Stored items:
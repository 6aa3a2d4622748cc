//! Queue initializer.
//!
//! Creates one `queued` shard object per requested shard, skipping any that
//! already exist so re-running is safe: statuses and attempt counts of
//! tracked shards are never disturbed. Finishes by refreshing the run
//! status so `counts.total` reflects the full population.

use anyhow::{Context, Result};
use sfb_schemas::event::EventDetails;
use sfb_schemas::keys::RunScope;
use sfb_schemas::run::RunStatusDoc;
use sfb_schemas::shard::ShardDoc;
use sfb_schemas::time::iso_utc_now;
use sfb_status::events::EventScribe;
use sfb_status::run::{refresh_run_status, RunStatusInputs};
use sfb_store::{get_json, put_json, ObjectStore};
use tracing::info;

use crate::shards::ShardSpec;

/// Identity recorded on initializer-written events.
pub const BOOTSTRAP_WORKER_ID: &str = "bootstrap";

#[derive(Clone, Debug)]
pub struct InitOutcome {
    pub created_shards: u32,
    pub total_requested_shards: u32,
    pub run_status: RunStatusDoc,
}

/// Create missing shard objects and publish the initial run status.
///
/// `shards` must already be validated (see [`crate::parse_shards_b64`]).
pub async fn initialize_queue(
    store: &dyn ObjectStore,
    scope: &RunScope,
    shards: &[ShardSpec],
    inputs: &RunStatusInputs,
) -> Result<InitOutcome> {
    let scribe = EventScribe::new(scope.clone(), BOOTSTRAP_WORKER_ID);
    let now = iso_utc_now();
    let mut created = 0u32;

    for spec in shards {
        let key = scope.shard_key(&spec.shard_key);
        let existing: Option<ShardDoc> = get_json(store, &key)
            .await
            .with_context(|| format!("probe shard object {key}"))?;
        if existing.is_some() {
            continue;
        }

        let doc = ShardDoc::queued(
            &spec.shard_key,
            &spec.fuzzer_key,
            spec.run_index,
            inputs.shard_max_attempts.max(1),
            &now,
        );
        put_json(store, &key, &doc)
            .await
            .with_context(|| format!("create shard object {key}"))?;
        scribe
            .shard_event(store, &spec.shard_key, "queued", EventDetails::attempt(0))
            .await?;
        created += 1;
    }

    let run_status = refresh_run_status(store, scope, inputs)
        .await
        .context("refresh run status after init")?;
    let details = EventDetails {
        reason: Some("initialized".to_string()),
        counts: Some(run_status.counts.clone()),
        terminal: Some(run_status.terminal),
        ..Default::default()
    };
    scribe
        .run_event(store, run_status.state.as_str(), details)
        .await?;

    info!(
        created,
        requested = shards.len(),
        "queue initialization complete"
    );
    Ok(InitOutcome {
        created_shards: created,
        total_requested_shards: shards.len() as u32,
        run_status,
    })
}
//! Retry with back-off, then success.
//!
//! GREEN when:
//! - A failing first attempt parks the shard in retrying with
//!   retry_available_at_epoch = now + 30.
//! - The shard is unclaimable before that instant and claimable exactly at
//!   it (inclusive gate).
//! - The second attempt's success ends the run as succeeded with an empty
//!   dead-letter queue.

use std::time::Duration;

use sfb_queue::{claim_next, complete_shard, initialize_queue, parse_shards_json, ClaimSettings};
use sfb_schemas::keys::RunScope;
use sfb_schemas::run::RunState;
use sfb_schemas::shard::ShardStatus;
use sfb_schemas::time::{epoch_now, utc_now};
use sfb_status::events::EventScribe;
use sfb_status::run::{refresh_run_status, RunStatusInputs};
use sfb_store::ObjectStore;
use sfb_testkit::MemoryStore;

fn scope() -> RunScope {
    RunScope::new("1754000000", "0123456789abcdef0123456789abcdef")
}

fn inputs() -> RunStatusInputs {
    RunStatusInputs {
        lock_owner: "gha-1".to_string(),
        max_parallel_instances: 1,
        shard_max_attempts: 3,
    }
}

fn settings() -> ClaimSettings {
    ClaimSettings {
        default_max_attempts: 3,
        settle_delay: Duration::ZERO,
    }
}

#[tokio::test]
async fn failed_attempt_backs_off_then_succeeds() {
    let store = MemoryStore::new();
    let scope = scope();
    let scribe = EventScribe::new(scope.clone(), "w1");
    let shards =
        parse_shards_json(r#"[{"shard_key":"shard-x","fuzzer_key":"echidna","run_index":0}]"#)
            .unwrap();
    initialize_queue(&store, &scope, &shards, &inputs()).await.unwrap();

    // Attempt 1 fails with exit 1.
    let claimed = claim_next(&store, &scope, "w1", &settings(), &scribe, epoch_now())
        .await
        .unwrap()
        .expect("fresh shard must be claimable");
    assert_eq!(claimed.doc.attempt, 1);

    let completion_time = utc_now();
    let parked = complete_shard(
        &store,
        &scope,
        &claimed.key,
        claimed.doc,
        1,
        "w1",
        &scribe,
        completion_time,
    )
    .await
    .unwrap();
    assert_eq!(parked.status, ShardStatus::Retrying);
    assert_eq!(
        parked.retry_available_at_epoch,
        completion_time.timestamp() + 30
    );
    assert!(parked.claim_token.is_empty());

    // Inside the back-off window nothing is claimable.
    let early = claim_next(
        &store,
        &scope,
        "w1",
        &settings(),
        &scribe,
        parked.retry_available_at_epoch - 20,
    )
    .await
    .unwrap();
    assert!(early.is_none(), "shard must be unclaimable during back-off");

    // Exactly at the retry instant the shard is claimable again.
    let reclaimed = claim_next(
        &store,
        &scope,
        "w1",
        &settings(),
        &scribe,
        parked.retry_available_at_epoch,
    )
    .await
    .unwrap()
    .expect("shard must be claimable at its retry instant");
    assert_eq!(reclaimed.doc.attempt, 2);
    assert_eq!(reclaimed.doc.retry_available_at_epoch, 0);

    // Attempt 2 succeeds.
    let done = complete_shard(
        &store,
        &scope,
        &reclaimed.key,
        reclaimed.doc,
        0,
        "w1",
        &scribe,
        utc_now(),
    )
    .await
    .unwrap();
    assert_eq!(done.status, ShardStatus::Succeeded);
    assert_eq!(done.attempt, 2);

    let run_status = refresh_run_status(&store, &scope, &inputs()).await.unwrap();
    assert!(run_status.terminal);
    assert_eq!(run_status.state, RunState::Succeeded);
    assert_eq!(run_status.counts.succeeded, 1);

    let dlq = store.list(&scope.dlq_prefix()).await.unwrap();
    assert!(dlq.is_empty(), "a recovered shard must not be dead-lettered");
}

WORK TASK => Set down every entry exactly as it appears.

TASK OUTPUT =>
repository 6aa3a2d4622748cc
//! Queue initializer.
//!
//! Creates one `queued` shard object per requested shard, skipping any that
//! already exist so re-running is safe: statuses and attempt counts of
//! tracked shards are never disturbed. Finishes by refreshing the run
//! status so `counts.total` reflects the full population.

use anyhow::{Context, Result};
use sfb_schemas::event::EventDetails;
use sfb_schemas::keys::RunScope;
use sfb_schemas::run::RunStatusDoc;
use sfb_schemas::shard::ShardDoc;
use sfb_schemas::time::iso_utc_now;
use sfb_status::events::EventScribe;
use sfb_status::run::{refresh_run_status, RunStatusInputs};
use sfb_store::{get_json, put_json, ObjectStore};
use tracing::info;

use crate::shards::ShardSpec;

/// Identity recorded on initializer-written events.
pub const BOOTSTRAP_WORKER_ID: &str = "bootstrap";

#[derive(Clone, Debug)]
pub struct InitOutcome {
    pub created_shards: u32,
    pub total_requested_shards: u32,
    pub run_status: RunStatusDoc,
}

/// Create missing shard objects and publish the initial run status.
///
/// `shards` must already be validated (see [`crate::parse_shards_b64`]).
pub async fn initialize_queue(
    store: &dyn ObjectStore,
    scope: &RunScope,
    shards: &[ShardSpec],
    inputs: &RunStatusInputs,
) -> Result<InitOutcome> {
    let scribe = EventScribe::new(scope.clone(), BOOTSTRAP_WORKER_ID);
    let now = iso_utc_now();
    let mut created = 0u32;

    for spec in shards {
        let key = scope.shard_key(&spec.shard_key);
        let existing: Option<ShardDoc> = get_json(store, &key)
            .await
            .with_context(|| format!("probe shard object {key}"))?;
        if existing.is_some() {
            continue;
        }

        let doc = ShardDoc::queued(
            &spec.shard_key,
            &spec.fuzzer_key,
            spec.run_index,
            inputs.shard_max_attempts.max(1),
            &now,
        );
        put_json(store, &key, &doc)
            .await
            .with_context(|| format!("create shard object {key}"))?;
        scribe
            .shard_event(store, &spec.shard_key, "queued", EventDetails::attempt(0))
            .await?;
        created += 1;
    }

    let run_status = refresh_run_status(store, scope, inputs)
        .await
        .context("refresh run status after init")?;
    let details = EventDetails {
        reason: Some("initialized".to_string()),
        counts: Some(run_status.counts.clone()),
        terminal: Some(run_status.terminal),
        ..Default::default()
    };
    scribe
        .run_event(store, run_status.state.as_str(), details)
        .await?;

    info!(
        created,
        requested = shards.len(),
        "queue initialization complete"
    );
    Ok(InitOutcome {
        created_shards: created,
        total_requested_shards: shards.len() as u32,
        run_status,
    })
}
//! Retry with back-off, then success.
//!
//! GREEN when:
//! - A failing first attempt parks the shard in retrying with
//!   retry_available_at_epoch = now + 30.
//! - The shard is unclaimable before that instant and claimable exactly at
//!   it (inclusive gate).
//! - The second attempt's success ends the run as succeeded with an empty
//!   dead-letter queue.

use std::time::Duration;

use sfb_queue::{claim_next, complete_shard, initialize_queue, parse_shards_json, ClaimSettings};
use sfb_schemas::keys::RunScope;
use sfb_schemas::run::RunState;
use sfb_schemas::shard::ShardStatus;
use sfb_schemas::time::{epoch_now, utc_now};
use sfb_status::events::EventScribe;
use sfb_status::run::{refresh_run_status, RunStatusInputs};
use sfb_store::ObjectStore;
use sfb_testkit::MemoryStore;

fn scope() -> RunScope {
    RunScope::new("1754000000", "0123456789abcdef0123456789abcdef")
}

fn inputs() -> RunStatusInputs {
    RunStatusInputs {
        lock_owner: "gha-1".to_string(),
        max_parallel_instances: 1,
        shard_max_attempts: 3,
    }
}

fn settings() -> ClaimSettings {
    ClaimSettings {
        default_max_attempts: 3,
        settle_delay: Duration::ZERO,
    }
}

#[tokio::test]
async fn failed_attempt_backs_off_then_succeeds() {
    let store = MemoryStore::new();
    let scope = scope();
    let scribe = EventScribe::new(scope.clone(), "w1");
    let shards =
        parse_shards_json(r#"[{"shard_key":"shard-x","fuzzer_key":"echidna","run_index":0}]"#)
            .unwrap();
    initialize_queue(&store, &scope, &shards, &inputs()).await.unwrap();

    // Attempt 1 fails with exit 1.
    let claimed = claim_next(&store, &scope, "w1", &settings(), &scribe, epoch_now())
        .await
        .unwrap()
        .expect("fresh shard must be claimable");
    assert_eq!(claimed.doc.attempt, 1);

    let completion_time = utc_now();
    let parked = complete_shard(
        &store,
        &scope,
        &claimed.key,
        claimed.doc,
        1,
        "w1",
        &scribe,
        completion_time,
    )
    .await
    .unwrap();
    assert_eq!(parked.status, ShardStatus::Retrying);
    assert_eq!(
        parked.retry_available_at_epoch,
        completion_time.timestamp() + 30
    );
    assert!(parked.claim_token.is_empty());

    // Inside the back-off window nothing is claimable.
    let early = claim_next(
        &store,
        &scope,
        "w1",
        &settings(),
        &scribe,
        parked.retry_available_at_epoch - 20,
    )
    .await
    .unwrap();
    assert!(early.is_none(), "shard must be unclaimable during back-off");

    // Exactly at the retry instant the shard is claimable again.
    let reclaimed = claim_next(
        &store,
        &scope,
        "w1",
        &settings(),
        &scribe,
        parked.retry_available_at_epoch,
    )
    .await
    .unwrap()
    .expect("shard must be claimable at its retry instant");
    assert_eq!(reclaimed.doc.attempt, 2);
    assert_eq!(reclaimed.doc.retry_available_at_epoch, 0);

    // Attempt 2 succeeds.
    let done = complete_shard(
        &store,
        &scope,
        &reclaimed.key,
        reclaimed.doc,
        0,
        "w1",
        &scribe,
        utc_now(),
    )
    .await
    .unwrap();
    assert_eq!(done.status, ShardStatus::Succeeded);
    assert_eq!(done.attempt, 2);

    let run_status = refresh_run_status(&store, &scope, &inputs()).await.unwrap();
    assert!(run_status.terminal);
    assert_eq!(run_status.state, RunState::Succeeded);
    assert_eq!(run_status.counts.succeeded, 1);

    let dlq = store.list(&scope.dlq_prefix()).await.unwrap();
    assert!(dlq.is_empty(), "a recovered shard must not be dead-lettered");
}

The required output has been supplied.